Zum Nachlass von Verstorbenen gehören inzwischen auch verstärkt digitale Inhalte wie E-Mail-Konten und Social-Media-Profile. Der Umgang damit und die erbrechtliche Einordnung dieser Inhalte waren in der Rechtsprechung jedoch lang ungeklärt - bis jetzt.

Eine 15-Jährige wurde unter ungeklärten Umständen von einer U-Bahn erfasst und verstarb. Ihre Eltern erhofften sich aus den Einträgen auf dem Facebook-Profil Aufklärung darüber, ob es sich tatsächlich um einen Unfall oder gar um einen Suizid gehandelt hatte. Obwohl sie über das Passwort der Tochter verfügten, verweigerte ihnen Facebook jedoch den Zugriff, weil das Profil in einen sogenannten Gedenkzustand versetzt wurde. Dieser Gedenkzustand verhindert, dass alle bisherigen Einträge gelesen werden können. Um Klarheit über den Zustand ihrer Tochter vor deren Tod zu erlangen, stritten die Eltern über das Recht auf den Datenzugang jahrelang mit Facebook vor Gericht - mit unterschiedlichen Ergebnissen.

Das Gericht der ersten Instanz ging davon aus, dass die Eltern als Gesamtrechtsnachfolger das Facebook-Profil wie alle anderen Vermögensgegenstände auch geerbt hätten und somit die Daten einsehen dürften. Das Berufungsgericht stellte hingegen darauf ab, dass das Fernmeldegeheimnis in einem solchen Fall zum Tragen käme und die anderen Nutzer, die Einträge auf dem Profil des Mädchens hinterlassen haben - also die Freunde der Verstorbenen - schützt. Somit hätten die Eltern kein Recht darauf, eben jene Einträge zu lesen.

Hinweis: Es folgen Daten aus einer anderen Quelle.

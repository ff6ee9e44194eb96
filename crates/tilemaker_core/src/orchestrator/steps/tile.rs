//! Tile step - builds the geodetic XYZ tile pyramid with gdal2tiles.py.
//!
//! The stamped CRS describes Mars with Earth-style longlat parameters, which
//! PROJ rejects as a celestial body mismatch unless told to ignore it. The
//! override is set on the gdal2tiles child only.

use crate::orchestrator::errors::{StepError, StepResult};
use crate::orchestrator::step::PipelineStep;
use crate::orchestrator::types::{Context, RunState, StepOutcome, TilesOutput};
use crate::tools::{ExternalCommand, Tool};

/// Environment variable disabling PROJ's celestial body check.
pub const PROJ_IGNORE_CELESTIAL_BODY: &str = "PROJ_IGNORE_CELESTIAL_BODY";

pub struct TileStep;

impl TileStep {
    pub fn new() -> Self {
        Self
    }

    /// `gdal2tiles.py -p geodetic --xyz -z <zoom> -r <resample> <work> <tiles_out>`
    pub fn command(ctx: &Context) -> ExternalCommand {
        ExternalCommand::new(Tool::Gdal2Tiles, &ctx.tools.gdal2tiles)
            .env(PROJ_IGNORE_CELESTIAL_BODY, "YES")
            .args(["-p", "geodetic", "--xyz"])
            .arg("-z")
            .arg(ctx.job.zoom.to_string())
            .arg("-r")
            .arg(ctx.job.resample.as_str())
            .path_arg(&ctx.job.work)
            .path_arg(&ctx.job.tiles_out)
    }
}

impl Default for TileStep {
    fn default() -> Self {
        Self::new()
    }
}

impl PipelineStep for TileStep {
    fn name(&self) -> &str {
        "Tile"
    }

    fn description(&self) -> &str {
        "Generate geodetic XYZ tiles with gdal2tiles"
    }

    fn validate_input(&self, ctx: &Context) -> StepResult<()> {
        if !ctx.is_dry_run() && !ctx.job.work.exists() {
            return Err(StepError::file_not_found(ctx.job.work.display().to_string()));
        }
        if ctx.job.tiles_out.exists() && !ctx.job.tiles_out.is_dir() {
            return Err(StepError::invalid_input(format!(
                "Tile output is not a directory: {}",
                ctx.job.tiles_out.display()
            )));
        }
        Ok(())
    }

    fn execute(&self, ctx: &Context, state: &mut RunState) -> StepResult<StepOutcome> {
        ctx.logger.info(&format!(
            "Zoom {} ({} levels), resampling {}",
            ctx.job.zoom,
            ctx.job.zoom.levels(),
            ctx.job.resample
        ));
        // gdal2tiles keeps its own default tile size.
        tracing::debug!("tile_size {} accepted but not passed on", ctx.job.tile_size);

        let command = ctx.run_command(&Self::command(ctx))?;
        state.tiles = Some(TilesOutput {
            tiles_dir: ctx.job.tiles_out.clone(),
            command,
        });
        Ok(StepOutcome::Success)
    }

    fn validate_output(&self, ctx: &Context, state: &RunState) -> StepResult<()> {
        let tiles = state
            .tiles
            .as_ref()
            .ok_or_else(|| StepError::invalid_output("Tile results not recorded"))?;

        if !ctx.is_dry_run() && !tiles.tiles_dir.is_dir() {
            return Err(StepError::invalid_output(format!(
                "Tile directory not created: {}",
                tiles.tiles_dir.display()
            )));
        }
        Ok(())
    }
}
//! Logging infrastructure for the tilemaker.
//!
//! This module provides:
//! - A per-run logger with console sink and optional file output
//! - Command echo (`→ command`) before every external invocation
//! - Integration with the `tracing` ecosystem
//!
//! # Example
//!
//! ```no_run
//! use tilemaker_core::logging::{LogConfig, RunLogger};
//!
//! let logger = RunLogger::console("mars_tiles", LogConfig::default());
//! logger.phase("Tile");
//! logger.command("gdal2tiles.py -p geodetic --xyz work.tif out");
//! logger.success("Tiles ready");
//! ```

mod run_logger;
mod types;

use std::path::Path;

pub use run_logger::{stdout_sink, RunLogger};
pub use types::{LogConfig, LogLevel, LogSink, MessagePrefix};

use tracing_appender::non_blocking::WorkerGuard;
use tracing_subscriber::{fmt, prelude::*, EnvFilter};

/// Initialize global tracing subscriber for application-wide logging.
///
/// This sets up a subscriber that:
/// - Respects RUST_LOG environment variable
/// - Falls back to the provided default level
/// - Outputs to stderr
///
/// Should be called once at application startup.
pub fn init_tracing(default_level: LogLevel) {
    tracing_subscriber::registry()
        .with(fmt::layer().with_target(true).with_writer(std::io::stderr))
        .with(env_filter(default_level))
        .init();
}

/// Initialize tracing with stderr output plus a daily log file in `logs_dir`.
///
/// The returned guard must be kept alive for the file writer to flush.
pub fn init_tracing_with_file(default_level: LogLevel, logs_dir: &Path) -> WorkerGuard {
    let file_appender = tracing_appender::rolling::daily(logs_dir, "mars-tilemaker.log");
    let (file_writer, guard) = tracing_appender::non_blocking(file_appender);

    tracing_subscriber::registry()
        .with(fmt::layer().with_target(true).with_writer(std::io::stderr))
        .with(fmt::layer().with_ansi(false).with_writer(file_writer))
        .with(env_filter(default_level))
        .init();

    guard
}

fn env_filter(default_level: LogLevel) -> EnvFilter {
    EnvFilter::try_from_default_env()
        .unwrap_or_else(|_| EnvFilter::new(level_to_filter_str(default_level)))
}

/// Convert LogLevel to filter string.
fn level_to_filter_str(level: LogLevel) -> &'static str {
    match level {
        LogLevel::Trace => "trace",
        LogLevel::Debug => "debug",
        LogLevel::Info => "info",
        LogLevel::Warn => "warn",
        LogLevel::Error => "error",
    }
}
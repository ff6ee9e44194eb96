//! Tool lookup on the command search path.

use std::env;
use std::ffi::OsString;
use std::path::{Path, PathBuf};

use serde::{Deserialize, Serialize};

use crate::config::ToolSettings;

/// External tools the pipeline depends on.
#[derive(Debug, Clone, Copy, PartialEq, Eq, Hash, Serialize, Deserialize)]
pub enum Tool {
    GdalEdit,
    GdalTranslate,
    Gdal2Tiles,
    Aws,
}

impl Tool {
    /// Configured executable for this tool.
    pub fn program<'a>(&self, settings: &'a ToolSettings) -> &'a str {
        match self {
            Tool::GdalEdit => &settings.gdal_edit,
            Tool::GdalTranslate => &settings.gdal_translate,
            Tool::Gdal2Tiles => &settings.gdal2tiles,
            Tool::Aws => &settings.aws,
        }
    }
}

impl std::fmt::Display for Tool {
    fn fmt(&self, f: &mut std::fmt::Formatter<'_>) -> std::fmt::Result {
        let name = match self {
            Tool::GdalEdit => "gdal_edit",
            Tool::GdalTranslate => "gdal_translate",
            Tool::Gdal2Tiles => "gdal2tiles",
            Tool::Aws => "aws",
        };
        f.write_str(name)
    }
}

/// Finds executables the way a shell would.
#[derive(Debug, Clone, Default)]
pub struct ToolResolver {
    /// Search path override (None = the process `PATH`).
    search_path: Option<OsString>,
}

impl ToolResolver {
    /// Resolver using the process `PATH`.
    pub fn new() -> Self {
        Self::default()
    }

    /// Resolver using an explicit search path.
    pub fn with_search_path(path: impl Into<OsString>) -> Self {
        Self {
            search_path: Some(path.into()),
        }
    }

    /// Resolve an executable name or path.
    ///
    /// Names containing a path separator are checked directly; bare names
    /// are looked up in each search path directory in order.
    pub fn find(&self, program: &str) -> Option<PathBuf> {
        let candidate = Path::new(program);
        if candidate.components().count() > 1 {
            return is_executable(candidate).then(|| candidate.to_path_buf());
        }

        let path_var = match &self.search_path {
            Some(p) => p.clone(),
            None => env::var_os("PATH")?,
        };

        for dir in env::split_paths(&path_var) {
            let full = dir.join(program);
            if is_executable(&full) {
                return Some(full);
            }
            #[cfg(windows)]
            {
                let exe = dir.join(format!("{program}.exe"));
                if is_executable(&exe) {
                    return Some(exe);
                }
            }
        }
        None
    }
}

#[cfg(unix)]
fn is_executable(path: &Path) -> bool {
    use std::os::unix::fs::PermissionsExt;

    path.metadata()
        .map(|m| m.is_file() && m.permissions().mode() & 0o111 != 0)
        .unwrap_or(false)
}

#[cfg(not(unix))]
fn is_executable(path: &Path) -> bool {
    path.is_file()
}

/// Executables for one run, after preflight.
#[derive(Debug, Clone, PartialEq, Eq, Serialize, Deserialize)]
pub struct ResolvedTools {
    pub gdal_edit: PathBuf,
    pub gdal_translate: PathBuf,
    pub gdal2tiles: PathBuf,
    /// Only resolved when an upload was requested.
    pub aws: Option<PathBuf>,
}

impl ResolvedTools {
    /// Use the configured names as-is, without checking the search path.
    #[cfg(test)]
    pub(crate) fn unchecked(settings: &ToolSettings) -> Self {
        Self {
            gdal_edit: PathBuf::from(&settings.gdal_edit),
            gdal_translate: PathBuf::from(&settings.gdal_translate),
            gdal2tiles: PathBuf::from(&settings.gdal2tiles),
            aws: Some(PathBuf::from(&settings.aws)),
        }
    }
}

#[cfg(test)]
mod tests {
    use super::*;
    use std::fs;
    use tempfile::tempdir;

    fn make_executable(dir: &Path, name: &str) -> PathBuf {
        let path = dir.join(name);
        fs::write(&path, "#!/bin/sh\nexit 0\n").unwrap();
        #[cfg(unix)]
        {
            use std::os::unix::fs::PermissionsExt;
            fs::set_permissions(&path, fs::Permissions::from_mode(0o755)).unwrap();
        }
        path
    }

    #[test]
    fn finds_tool_in_search_path() {
        let dir = tempdir().unwrap();
        let expected = make_executable(dir.path(), "gdal2tiles.py");

        let resolver = ToolResolver::with_search_path(dir.path().as_os_str());
        assert_eq!(resolver.find("gdal2tiles.py"), Some(expected));
        assert_eq!(resolver.find("gdal_edit.py"), None);
    }

    #[test]
    fn searches_directories_in_order() {
        let first = tempdir().unwrap();
        let second = tempdir().unwrap();
        let expected = make_executable(first.path(), "aws");
        make_executable(second.path(), "aws");

        let joined = env::join_paths([first.path(), second.path()]).unwrap();
        let resolver = ToolResolver::with_search_path(joined);
        assert_eq!(resolver.find("aws"), Some(expected));
    }

    #[cfg(unix)]
    #[test]
    fn skips_non_executable_files() {
        let dir = tempdir().unwrap();
        fs::write(dir.path().join("gdal_translate"), "not a program").unwrap();

        let resolver = ToolResolver::with_search_path(dir.path().as_os_str());
        assert_eq!(resolver.find("gdal_translate"), None);
    }

    #[test]
    fn explicit_path_is_checked_directly() {
        let dir = tempdir().unwrap();
        let tool = make_executable(dir.path(), "gdal_edit.py");

        let resolver = ToolResolver::with_search_path("");
        let program = tool.to_string_lossy().to_string();
        assert_eq!(resolver.find(&program), Some(tool));
    }

    #[test]
    fn program_follows_settings() {
        let mut settings = ToolSettings::default();
        settings.gdal2tiles = "gdal2tiles".to_string();
        assert_eq!(Tool::Gdal2Tiles.program(&settings), "gdal2tiles");
        assert_eq!(Tool::GdalEdit.program(&settings), "gdal_edit.py");
    }
}
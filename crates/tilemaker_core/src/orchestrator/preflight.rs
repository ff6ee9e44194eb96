//! Checks run before any pipeline step.
//!
//! Preflight never spawns a process; it only inspects the search path and
//! the job's upload parameters.

use crate::config::ToolSettings;
use crate::models::{TileJob, UploadTarget};
use crate::tools::{ResolvedTools, Tool, ToolResolver};

use super::errors::PreflightError;

/// Everything preflight established about a run.
#[derive(Debug, Clone, PartialEq, Eq)]
pub struct Preflight {
    pub tools: ResolvedTools,
    /// Set only when an upload was requested.
    pub upload: Option<UploadTarget>,
}

/// Resolve the tools a job needs and validate its upload parameters.
///
/// Order: the three GDAL tools, then `aws` (upload runs only), then the
/// upload destination. The first problem found is returned.
pub fn preflight(
    job: &TileJob,
    settings: &ToolSettings,
    resolver: &ToolResolver,
) -> Result<Preflight, PreflightError> {
    let find = |tool: Tool| {
        let program = tool.program(settings);
        resolver.find(program).ok_or_else(|| PreflightError::MissingTool {
            tool,
            program: program.to_string(),
        })
    };

    let gdal_edit = find(Tool::GdalEdit)?;
    let gdal_translate = find(Tool::GdalTranslate)?;
    let gdal2tiles = find(Tool::Gdal2Tiles)?;

    if !job.upload {
        return Ok(Preflight {
            tools: ResolvedTools {
                gdal_edit,
                gdal_translate,
                gdal2tiles,
                aws: None,
            },
            upload: None,
        });
    }

    let aws = find(Tool::Aws)?;

    let missing = job.upload_params.missing();
    if !missing.is_empty() {
        return Err(PreflightError::MissingUploadParams { missing });
    }
    let target = job
        .upload_params
        .to_target()
        .ok_or(PreflightError::MissingUploadParams { missing: Vec::new() })?;

    Ok(Preflight {
        tools: ResolvedTools {
            gdal_edit,
            gdal_translate,
            gdal2tiles,
            aws: Some(aws),
        },
        upload: Some(target),
    })
}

Der Bundesgerichtshof (BGH) hat nun jedoch entschieden, dass der Vertrag über ein Benutzerkonto bei einem sozialen Netzwerk grundsätzlich im Wege der Gesamtrechtsnachfolge auf die Erben des ursprünglichen Kontoberechtigten übergeht und diese einen Anspruch gegen den Netzwerkbetreiber auf Zugang zu dem Konto einschließlich der darin vorgehaltenen Kommunikationsinhalte haben. Weder das Fernmeldegeheimnis noch der Datenschutz stehen dem nach Auffassung des BGH entgegen. Die Übermittlung und Bereitstellung von Nachrichten und sonstigen Inhalten ist kontobezogen, wird also nicht an eine bestimmte Person übermittelt, sondern an das angegebene Benutzerkonto. Der Absender einer Nachricht kann dementsprechend zwar darauf vertrauen, dass der Netzwerkbetreiber sie nur für das von ihm ausgewählte Benutzerkonto zur Verfügung stellt - es besteht aber kein schutzwürdiges Vertrauen darauf, dass nur der Kontoinhaber und nicht Dritte von dem Kontoinhalt Kenntnis erlangen. Zu Lebzeiten muss mit einem Missbrauch des Zugangs durch Dritte oder mit der Zugangsgewährung seitens des Kontoberechtigten gerechnet werden und bei dessen Tod ebenso mit der Vererbung des Vertragsverhältnisses. Der BGH stellte auch nochmals klar, dass eine Differenzierung des Kontozugangs nach vermögenswerten und höchstpersönlichen Inhalten ausscheidet, da auch Rechtspositionen mit höchstpersönlichen Inhalten auf die Erben übergehen - wie etwa Tagebücher oder persönliche Briefe. Es besteht aus erbrechtlicher Sicht kein Grund dafür, digitale Inhalte in solchen Fällen anders zu behandeln.

Hinweis: Der Umgang der verschiedenen Anbieter mit den Konten ihrer Kunden ist im Todesfall unterschiedlich. Während Facebook den Zugang verweigert und auf den Gedenkzustand setzt, gewähren andere den Zugang, sofern ein Erbschein vorgelegt wird oder die Person vorab als Vertrauensperson hinterlegt wurde. Der BGH hat im vorliegenden Urteil zusätzlich darauf hingewiesen, dass die Klauseln zum Gedenkzustand einer AGB-Inhaltskontrolle nicht standhalten und daher unwirksam sind.